→ What the task requires
Across the entries below, how many lines have the string "trim" in them? Reply with only the number.

(Saved data entries)
====================

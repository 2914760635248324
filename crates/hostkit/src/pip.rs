//! Python virtual environments and pip.
//!
//! Success is decided by exit code only. pip's output text is kept for
//! error messages and never scanned for a success phrase.

use crate::error::{Error, Result};
use crate::runner;
use declarative::CommandRunner;
use serde::{Deserialize, Serialize};
use std::path::{Path, PathBuf};

/// A requirement to install.
#[derive(Debug, Clone, PartialEq, Eq, Serialize, Deserialize)]
pub struct PackageSpec {
    /// Distribution name, optionally with extras (`license-manager[agent]`)
    pub name: String,
    /// Exact version, `None` for latest
    pub version: Option<String>,
    /// Extra package index to search
    pub index_url: Option<String>,
}

impl PackageSpec {
    /// Latest available version of `name`.
    pub fn latest(name: impl Into<String>) -> Self {
        Self {
            name: name.into(),
            version: None,
            index_url: None,
        }
    }

    /// Exactly `version` of `name`.
    pub fn pinned(name: impl Into<String>, version: impl Into<String>) -> Self {
        Self {
            name: name.into(),
            version: Some(version.into()),
            index_url: None,
        }
    }

    /// Search an extra index as well.
    pub fn with_index(mut self, index_url: Option<String>) -> Self {
        self.index_url = index_url;
        self
    }

    /// The pip requirement string (`name` or `name==version`).
    pub fn requirement(&self) -> String {
        match &self.version {
            Some(version) => format!("{}=={version}", self.name),
            None => self.name.clone(),
        }
    }

    /// Name without extras, as `pip show` expects it.
    pub fn distribution(&self) -> &str {
        self.name.split('[').next().unwrap_or(&self.name).trim()
    }
}

/// Interpreter path inside a virtual environment.
pub fn venv_python(venv: &Path) -> PathBuf {
    venv.join("bin").join("python3")
}

/// Create a virtual environment at `dir` with the host interpreter.
///
/// Running this over an existing environment repairs it without
/// deleting installed packages.
pub fn create_venv(runner: &dyn CommandRunner, python: &str, dir: &Path) -> Result<()> {
    let dir_str = dir.to_string_lossy();
    let args = ["-m", "venv", dir_str.as_ref()];
    let output = runner::run(runner, python, &args).map_err(|e| Error::InstallationFailed {
        package: "virtualenv".to_string(),
        message: e.to_string(),
    })?;
    if !output.success {
        return Err(Error::InstallationFailed {
            package: "virtualenv".to_string(),
            message: runner::failure_text(&output),
        });
    }
    Ok(())
}

/// pip inside one virtual environment.
pub struct Pip<'a> {
    runner: &'a dyn CommandRunner,
    python: PathBuf,
}

impl<'a> Pip<'a> {
    /// pip of the environment at `venv`.
    pub fn for_venv(runner: &'a dyn CommandRunner, venv: &Path) -> Self {
        Self {
            runner,
            python: venv_python(venv),
        }
    }

    fn pip(&self, args: &[&str]) -> Result<declarative::CommandOutput> {
        let python = self.python.to_string_lossy();
        let mut argv = vec!["-m", "pip"];
        argv.extend_from_slice(args);
        runner::run(self.runner, &python, &argv)
    }

    /// Install `spec`; with `upgrade`, also replace an older install.
    pub fn install(&self, spec: &PackageSpec, upgrade: bool) -> Result<()> {
        let requirement = spec.requirement();
        let mut args = vec!["install"];
        if upgrade {
            args.push("--upgrade");
        }
        if let Some(index) = &spec.index_url {
            args.push("--extra-index-url");
            args.push(index);
        }
        args.push(&requirement);

        let output = self.pip(&args).map_err(|e| Error::InstallationFailed {
            package: requirement.clone(),
            message: e.to_string(),
        })?;
        if !output.success {
            return Err(Error::InstallationFailed {
                package: requirement,
                message: runner::failure_text(&output),
            });
        }
        log::debug!("pip installed {requirement}");
        Ok(())
    }

    /// Installed version of a distribution, `None` if not installed.
    pub fn installed_version(&self, distribution: &str) -> Result<Option<String>> {
        let output = self.pip(&["show", distribution])?;
        if !output.success {
            return Ok(None);
        }
        Ok(parse_show_version(&output.stdout_str()))
    }
}

fn parse_show_version(stdout: &str) -> Option<String> {
    stdout
        .lines()
        .find_map(|line| line.strip_prefix("Version:"))
        .map(|v| v.trim().to_string())
        .filter(|v| !v.is_empty())
}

====================

→ Solution for this problem
2